Crawler: URL resolution link

catalogue

urlparse()   : Realize the identification and segmentation of URL

urlparse() method other API usage

urlunparse(): realize URL splicing

urlsplit():   Parse the URL and add params and to the path

urlunsplit()   : Complete link splicing

urljoin(): completes the merge of links

urlencode(): serialized as GET request parameters

parse_qs(): inverse sequence: Dictionary

parse_qsl()   Deserialization: Lists

quote(): convert content to URL encoded format

unquote(): decode URL content

The urllib library also provides parse module, which defines the standard interface for processing URLs, such as extracting, merging and link conversion of various parts of URLs. It also supports RUL processing of the following protocols: file, ftp, gopher, hdl, http, imap, mailto, mms, news, nntp, prospero, rsync, rtsp, rtspu, sftp, sip, sips, snews, svn, svn+ssh, telnet and wais.
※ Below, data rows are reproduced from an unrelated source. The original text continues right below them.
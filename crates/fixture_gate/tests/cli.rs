//! End-to-end tests for the fixture-gate binary.
//!
//! Each test writes a project root with a `fixture_gate.toml` pointing the
//! toolchain at the stand-in compiler, then checks stdout, stderr and the
//! exit status the way a CI job would see them.

#![cfg(unix)]

mod common;

use std::fs;

use assert_cmd::Command;
use common::{BUILD_ERROR, FixtureTree};
use predicates::prelude::*;

/// Get a Command for the fixture-gate binary.
#[allow(deprecated)]
fn gate_cmd() -> Command {
    let mut cmd = Command::cargo_bin("fixture-gate").unwrap();
    cmd.env_remove("FIXTURE_GATE_ROOT")
        .env_remove("FIXTURE_GATE_CONFIG")
        .env_remove("NO_COLOR")
        .env_remove("RUST_LOG");
    cmd
}

/// Write a config that builds with the stand-in compiler
fn write_config(tree: &FixtureTree, extra: &str) {
    let toolchain = tree.fake_toolchain();
    let text = format!(
        "[toolchain]\ncompiler = '{}'\nflags = ['{}']\n{extra}",
        toolchain.compiler, toolchain.flags[0]
    );
    fs::write(tree.root().join("fixture_gate.toml"), text).unwrap();
}

fn gate_in(tree: &FixtureTree) -> Command {
    let mut cmd = gate_cmd();
    cmd.arg("--root").arg(tree.root()).arg("--no-color");
    cmd
}

// =============================================================================
// Exit Status Tests
// =============================================================================

mod exit_status {
    use super::*;
    use fixture_gate::prelude::Variant;

    #[test]
    fn test_all_passed_exits_zero() {
        let tree = FixtureTree::new();
        tree.passing("a", "1 2 3\n").passing("b", "4\n");
        write_config(&tree, "");

        gate_in(&tree)
            .args(["--case", "a", "--case", "b"])
            .assert()
            .code(0)
            .stdout(
                "Case a Accepted!\n\
                 Case_memcheck a Accepted!\n\
                 Case b Accepted!\n\
                 Case_memcheck b Accepted!\n\
                 Passed all tests!\n",
            );
    }

    #[test]
    fn test_wrong_answer_exits_one() {
        let tree = FixtureTree::new();
        tree.passing("a", "1\n")
            .variant("b", Variant::Standard, "2\n", "3\n")
            .variant("b", Variant::MemCheck, "2\n", "2\n")
            .passing("c", "c\n");
        write_config(&tree, "");

        gate_in(&tree)
            .args(["--case", "a", "--case", "b", "--case", "c"])
            .assert()
            .code(1)
            .stdout(predicate::str::contains("WA on Case b"))
            .stdout(predicate::str::contains("Case c").not())
            .stdout(predicate::str::contains("Passed all tests!").not());
    }

    #[test]
    fn test_build_error_exits_one() {
        let tree = FixtureTree::new();
        tree.variant("a", Variant::Standard, BUILD_ERROR, "1\n")
            .variant("a", Variant::MemCheck, "1\n", "1\n");
        write_config(&tree, "");

        gate_in(&tree)
            .args(["--case", "a"])
            .assert()
            .code(1)
            .stdout(predicate::str::contains("Build failed on Case a"));
    }

    #[test]
    fn test_missing_fixtures_exit_three() {
        let tree = FixtureTree::new();
        tree.passing("a", "1\n");
        write_config(&tree, "");

        gate_in(&tree)
            .args(["--case", "a", "--case", "missing"])
            .assert()
            .code(3)
            .stdout(predicate::str::is_empty())
            .stderr(predicate::str::contains("fixture directory not found"));
    }

    #[test]
    fn test_default_suite_without_data_exits_three() {
        let tree = FixtureTree::new();
        write_config(&tree, "");

        gate_in(&tree)
            .args(["--suite", "priority-queue"])
            .assert()
            .code(3)
            .stderr(predicate::str::contains("one"));
    }

    #[test]
    fn test_unknown_flag_exits_two() {
        gate_cmd().arg("--bogus").assert().code(2);
    }

    #[test]
    fn test_invalid_case_name_exits_three() {
        let tree = FixtureTree::new();
        write_config(&tree, "");

        gate_in(&tree)
            .args(["--case", "../escape"])
            .assert()
            .code(3)
            .stderr(predicate::str::contains("invalid case name"));
    }
}

// =============================================================================
// Configuration Tests
// =============================================================================

mod configuration {
    use super::*;
    use fixture_gate::prelude::Variant;

    #[test]
    fn test_cases_from_config_file() {
        let tree = FixtureTree::new();
        tree.passing("x", "x\n").passing("y", "y\n");
        write_config(&tree, "[suite]\ncases = ['y', 'x']\n");

        gate_in(&tree)
            .assert()
            .success()
            .stdout(predicate::str::starts_with("Case y Accepted!\n"));
    }

    #[test]
    fn test_explicit_config_path() {
        let tree = FixtureTree::new();
        tree.passing("x", "x\n");
        write_config(&tree, "[suite]\ncases = ['x']\n");
        let moved = tree.root().join("other.toml");
        fs::rename(tree.root().join("fixture_gate.toml"), &moved).unwrap();

        gate_in(&tree)
            .arg("--config")
            .arg(&moved)
            .assert()
            .success()
            .stdout(predicate::str::contains("Passed all tests!"));
    }

    #[test]
    fn test_invalid_config_exits_three() {
        let tree = FixtureTree::new();
        fs::write(tree.root().join("fixture_gate.toml"), "[nope]\n").unwrap();

        gate_in(&tree)
            .assert()
            .code(3)
            .stderr(predicate::str::contains("invalid config"));
    }

    #[test]
    fn test_colliding_file_names_exit_three() {
        let tree = FixtureTree::new();
        tree.variant("a", Variant::Standard, "WRONG\n", "right\n")
            .variant("a", Variant::MemCheck, "WRONG\n", "right\n");
        write_config(&tree, "[files]\ncaptured = 'answer.txt'\n");

        gate_in(&tree)
            .args(["--case", "a"])
            .assert()
            .code(3)
            .stdout(predicate::str::is_empty())
            .stderr(predicate::str::contains("invalid file name"));
        assert_eq!(
            tree.files_in("a", Variant::Standard),
            ["answer.txt", "code.cpp"]
        );
    }

    #[test]
    fn test_whitespace_flag_overrides_config() {
        let tree = FixtureTree::new();
        tree.variant("a", Variant::Standard, "12 3\n", "1 2 3\n")
            .variant("a", Variant::MemCheck, "1\n", "1\n");
        write_config(&tree, "[compare]\nwhitespace = 'ignore-all'\n");

        gate_in(&tree).args(["--case", "a"]).assert().success();
        gate_in(&tree)
            .args(["--case", "a", "--whitespace", "collapse"])
            .assert()
            .code(1);
    }
}

// =============================================================================
// Output Format Tests
// =============================================================================

mod output {
    use super::*;
    use fixture_gate::prelude::Variant;

    #[test]
    fn test_json_lines() {
        let tree = FixtureTree::new();
        tree.passing("a", "1\n");
        write_config(&tree, "");

        let assert = gate_in(&tree)
            .args(["--case", "a", "--format", "json"])
            .assert()
            .success();
        let stdout = String::from_utf8(assert.get_output().stdout.clone()).unwrap();
        let entries: Vec<serde_json::Value> = stdout
            .lines()
            .map(|l| serde_json::from_str(l).unwrap())
            .collect();
        assert_eq!(entries.len(), 3);
        assert_eq!(entries[0]["case"], "a");
        assert_eq!(entries[0]["variant"], "standard");
        assert_eq!(entries[2]["verdict"], "all_passed");
    }

    #[test]
    fn test_no_color_env_disables_colors() {
        let tree = FixtureTree::new();
        tree.passing("a", "1\n");
        write_config(&tree, "");

        gate_cmd()
            .env("NO_COLOR", "1")
            .arg("--root")
            .arg(tree.root())
            .args(["--case", "a"])
            .assert()
            .code(0)
            .stdout("Case a Accepted!\nCase_memcheck a Accepted!\nPassed all tests!\n");
    }

    #[test]
    fn test_falsey_no_color_env_still_runs() {
        let tree = FixtureTree::new();
        tree.passing("a", "1\n");
        write_config(&tree, "");

        gate_cmd()
            .env("NO_COLOR", "0")
            .arg("--root")
            .arg(tree.root())
            .args(["--case", "a"])
            .assert()
            .code(0)
            .stdout(predicate::str::contains("Passed all tests!"));
    }

    #[test]
    fn test_show_output_on_wrong_answer() {
        let tree = FixtureTree::new();
        tree.variant("a", Variant::Standard, "mine\n", "theirs\n")
            .variant("a", Variant::MemCheck, "1\n", "1\n");
        write_config(&tree, "");

        gate_in(&tree)
            .args(["--case", "a", "--show-output"])
            .assert()
            .code(1)
            .stdout(predicate::str::contains("Output of Case a:\nmine\n"));
    }

    #[test]
    fn test_verbose_logs_go_to_stderr() {
        let tree = FixtureTree::new();
        tree.passing("a", "1\n");
        write_config(&tree, "");

        gate_in(&tree)
            .args(["--case", "a", "-v"])
            .assert()
            .success()
            .stderr(predicate::str::contains("run finished"))
            .stdout(predicate::str::contains("run finished").not());
    }
}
urlparse()   : Realize the identification and segmentation of URL

from urllib.parse import urlparse

result = urlparse("https://www.baidu.com/s/index.html;user?id=5#comment")
print(type(result) ,result)

result:

<class 'urllib.parse.ParseResult'> 
ParseResult(scheme='https', netloc='www.baidu.com', path='/s/index.html', params='user', query='id=5', fragment='comment')

You can see that the returned result is a ParseResult object, which contains six parts: scheme, nteloc, path, params, query and fragment.

You can roughly see urlparse()   Method to split it into six parts. A general observation shows that parsing has a specific separator.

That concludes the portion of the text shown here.